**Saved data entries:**
>>

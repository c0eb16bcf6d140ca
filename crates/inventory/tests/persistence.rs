use std::path::PathBuf;

use stockledger_inventory::{AuditRecord, AuditSink, StockLedger, StoreError};

fn stock_file(dir: &tempfile::TempDir, contents: &str) -> PathBuf {
    let path = dir.path().join("inventory.json");
    std::fs::write(&path, contents).unwrap();
    path
}

fn snapshot(ledger: &StockLedger) -> Vec<(String, f64)> {
    ledger
        .items()
        .map(|(name, qty)| (name.to_string(), qty))
        .collect()
}

fn populated() -> StockLedger {
    let mut ledger = StockLedger::new();
    ledger.add("apple", 7.0, None).unwrap();
    ledger.add("banana", 12.0, None).unwrap();
    ledger.add("crème brûlée", 0.25, None).unwrap();
    ledger
}

#[test]
fn save_then_load_reproduces_populated_ledger() {
    let dir = tempfile::tempdir().unwrap();
    let path = dir.path().join("inventory.json");

    let mut original = populated();
    original.save_to(&path).unwrap();

    let mut restored = StockLedger::new();
    restored.add("leftover", 1.0, None).unwrap();
    restored.load_from(&path).unwrap();

    assert_eq!(snapshot(&restored), snapshot(&original));
}

#[test]
fn save_then_load_reproduces_empty_ledger() {
    let dir = tempfile::tempdir().unwrap();
    let path = dir.path().join("inventory.json");

    StockLedger::new().save_to(&path).unwrap();

    let mut restored = populated();
    restored.load_from(&path).unwrap();
    assert!(restored.is_empty());
}

#[test]
fn zero_entries_survive_a_round_trip() {
    let dir = tempfile::tempdir().unwrap();
    let path = dir.path().join("inventory.json");

    let mut ledger = StockLedger::new();
    ledger.add("apple", 0.0, None).unwrap();
    ledger.save_to(&path).unwrap();

    let mut restored = StockLedger::new();
    restored.load_from(&path).unwrap();
    assert_eq!(restored.get_quantity("apple").unwrap(), 0.0);
}

#[test]
fn saved_file_is_a_plain_object() {
    let dir = tempfile::tempdir().unwrap();
    let path = dir.path().join("inventory.json");

    let mut ledger = StockLedger::new();
    ledger.add("apple", 7.0, None).unwrap();
    ledger.add("banana", 12.0, None).unwrap();
    ledger.save_to(&path).unwrap();

    let text = std::fs::read_to_string(&path).unwrap();
    assert_eq!(text, "{\n  \"apple\": 7.0,\n  \"banana\": 12.0\n}\n");
}

#[test]
fn save_overwrites_existing_file() {
    let dir = tempfile::tempdir().unwrap();
    let path = stock_file(&dir, r#"{"old": 1, "older": 2}"#);

    let mut ledger = StockLedger::new();
    ledger.add("new", 3.0, None).unwrap();
    ledger.save_to(&path).unwrap();

    let mut restored = StockLedger::new();
    restored.load_from(&path).unwrap();
    assert_eq!(snapshot(&restored), [("new".to_string(), 3.0)]);
}

#[test]
fn integer_quantities_load_as_floats() {
    let dir = tempfile::tempdir().unwrap();
    let path = stock_file(&dir, r#"{"apple": 7, "banana": 12}"#);

    let mut ledger = StockLedger::new();
    ledger.load_from(&path).unwrap();
    assert_eq!(ledger.get_quantity("apple").unwrap(), 7.0);
    assert_eq!(ledger.get_quantity("banana").unwrap(), 12.0);
}

#[test]
fn rejected_files_leave_ledger_untouched() {
    let dir = tempfile::tempdir().unwrap();
    let cases = [
        ("[1, 2, 3]", "array"),
        ("\"apple\"", "string"),
        (r#"{"apple": 1, "banana": "ten"}"#, "non-numeric value"),
        (r#"{"apple": 1, "banana": -4}"#, "negative value"),
        ("{not json", "malformed"),
        ("", "empty file"),
    ];

    for (contents, label) in cases {
        let path = stock_file(&dir, contents);
        let mut ledger = populated();
        let before = snapshot(&ledger);

        let err = ledger.load_from(&path).unwrap_err();
        assert!(
            matches!(err, StoreError::InvalidFormat { .. } | StoreError::Parse { .. }),
            "{label}: unexpected error {err:?}"
        );
        assert_eq!(snapshot(&ledger), before, "{label}");
    }
}

#[test]
fn missing_file_is_io_error_and_keeps_ledger() {
    let dir = tempfile::tempdir().unwrap();
    let mut ledger = populated();
    let before = snapshot(&ledger);

    let err = ledger.load_from(dir.path().join("missing.json")).unwrap_err();
    assert!(matches!(err, StoreError::Io { .. }));
    assert_eq!(snapshot(&ledger), before);
}

#[test]
fn unwritable_path_is_io_error() {
    let dir = tempfile::tempdir().unwrap();
    let path = dir.path().join("no-such-dir").join("inventory.json");
    let err = populated().save_to(&path).unwrap_err();
    assert!(matches!(err, StoreError::Io { .. }));
}

struct Lines(std::sync::Arc<std::sync::Mutex<Vec<String>>>);

impl AuditSink for Lines {
    fn record(&mut self, record: &AuditRecord) {
        self.0.lock().unwrap().push(record.to_string());
    }
}

#[test]
fn load_and_save_report_item_counts() {
    let dir = tempfile::tempdir().unwrap();
    let path = dir.path().join("inventory.json");
    let lines = std::sync::Arc::new(std::sync::Mutex::new(Vec::new()));

    let mut ledger = StockLedger::with_audit(Box::new(Lines(lines.clone())));
    ledger.add("apple", 1.0, None).unwrap();
    ledger.add("pear", 2.0, None).unwrap();
    ledger.save_to(&path).unwrap();
    ledger.load_from(&path).unwrap();

    let lines = lines.lock().unwrap();
    let expected_save = format!("Saved 2 items to {}", path.display());
    let expected_load = format!("Loaded 2 items from {}", path.display());
    assert!(lines[2].ends_with(&expected_save), "{}", lines[2]);
    assert!(lines[3].ends_with(&expected_load), "{}", lines[3]);
}
//! Validated ledger inputs: item names and quantities.

use crate::error::{DomainError, DomainResult};
use crate::value_object::ValueObject;

/// Name of a stock-keeping unit.
///
/// Case-sensitive and stored exactly as given; only the emptiness check looks
/// at the trimmed form.
#[derive(Debug, Clone, PartialEq, Eq, Hash)]
pub struct ItemName(String);

impl ItemName {
    pub fn parse(raw: impl Into<String>) -> DomainResult<Self> {
        let raw = raw.into();
        if raw.trim().is_empty() {
            return Err(DomainError::invalid_argument("item must be a non-empty string"));
        }
        Ok(Self(raw))
    }

    pub fn as_str(&self) -> &str {
        &self.0
    }

    pub fn into_inner(self) -> String {
        self.0
    }
}

impl ValueObject for ItemName {}

impl core::fmt::Display for ItemName {
    fn fmt(&self, f: &mut core::fmt::Formatter<'_>) -> core::fmt::Result {
        f.write_str(&self.0)
    }
}

/// Units on hand (or units to move). Always finite and never negative.
#[derive(Debug, Copy, Clone, PartialEq, PartialOrd)]
pub struct Quantity(f64);

impl Quantity {
    /// Accepts `0` and above.
    pub fn non_negative(value: f64) -> DomainResult<Self> {
        if !value.is_finite() {
            return Err(DomainError::invalid_argument("qty must be numeric"));
        }
        if value < 0.0 {
            return Err(DomainError::invalid_argument("qty must be non-negative"));
        }
        Ok(Self(value))
    }

    /// Accepts strictly positive values only.
    pub fn positive(value: f64) -> DomainResult<Self> {
        if !value.is_finite() || value <= 0.0 {
            return Err(DomainError::invalid_argument("qty must be a positive number"));
        }
        Ok(Self(value))
    }

    pub fn value(self) -> f64 {
        self.0
    }
}

impl ValueObject for Quantity {}

// `{:?}` keeps the decimal point on whole numbers (`7.0`, not `7`). Very large
// or small magnitudes switch to exponent form without a sign (`1e16`).
impl core::fmt::Display for Quantity {
    fn fmt(&self, f: &mut core::fmt::Formatter<'_>) -> core::fmt::Result {
        write!(f, "{:?}", self.0)
    }
}
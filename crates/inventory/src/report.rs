//! Plain-text items report.

use crate::ledger::StockLedger;

/// Borrowed view that renders as:
///
/// ```text
/// Items Report
/// apple -> 7.0
/// ```
#[derive(Debug, Clone, Copy)]
pub struct ItemsReport<'a> {
    ledger: &'a StockLedger,
}

impl<'a> ItemsReport<'a> {
    pub fn new(ledger: &'a StockLedger) -> Self {
        Self { ledger }
    }
}

impl core::fmt::Display for ItemsReport<'_> {
    fn fmt(&self, f: &mut core::fmt::Formatter<'_>) -> core::fmt::Result {
        writeln!(f, "Items Report")?;
        for (name, qty) in self.ledger.items() {
            // Same float rendering as `Quantity`'s Display (`7.0`, `1e16`).
            writeln!(f, "{name} -> {qty:?}")?;
        }
        Ok(())
    }
}
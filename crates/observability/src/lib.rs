//! Tracing/logging setup shared by the binaries.

/// Initialize process-wide tracing with the format chosen by
/// `STOCKLEDGER_LOG_FORMAT`.
///
/// This is safe to call multiple times; subsequent calls become no-ops.
pub fn init() {
    tracing::init(tracing::LogFormat::from_env());
}

/// Tracing configuration (filters, output format).
pub mod tracing;
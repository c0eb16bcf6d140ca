//! Tracing/logging initialization.

use tracing_subscriber::EnvFilter;

/// Env var selecting the output format (`json` or `text`).
pub const LOG_FORMAT_ENV: &str = "STOCKLEDGER_LOG_FORMAT";

/// Output format of the fmt subscriber.
#[derive(Debug, Copy, Clone, PartialEq, Eq, Default)]
pub enum LogFormat {
    /// Human-readable lines.
    #[default]
    Text,
    /// One JSON object per event.
    Json,
}

impl LogFormat {
    /// Anything other than `json` (case-insensitive) is text.
    pub fn parse(raw: &str) -> Self {
        if raw.trim().eq_ignore_ascii_case("json") {
            LogFormat::Json
        } else {
            LogFormat::Text
        }
    }

    pub fn from_env() -> Self {
        std::env::var(LOG_FORMAT_ENV)
            .map(|v| Self::parse(&v))
            .unwrap_or_default()
    }
}

/// Initialize tracing/logging for the process.
///
/// Filtering comes from `RUST_LOG` (default `info`). Safe to call multiple
/// times (subsequent calls are no-ops).
pub fn init(format: LogFormat) {
    let filter = EnvFilter::try_from_default_env().unwrap_or_else(|_| EnvFilter::new("info"));

    let builder = tracing_subscriber::fmt()
        .with_env_filter(filter)
        .with_timer(tracing_subscriber::fmt::time::SystemTime)
        .with_target(false)
        .with_writer(std::io::stderr);

    let _ = match format {
        LogFormat::Json => builder.json().try_init(),
        LogFormat::Text => builder.try_init(),
    };
}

<<

**Aim of the task:**
Copy each line above that contains the word "DomainError".

**Written reply:**
use crate::error::{DomainError, DomainResult};
            return Err(DomainError::invalid_argument("item must be a non-empty string"));
            return Err(DomainError::invalid_argument("qty must be numeric"));
            return Err(DomainError::invalid_argument("qty must be non-negative"));
            return Err(DomainError::invalid_argument("qty must be a positive number"));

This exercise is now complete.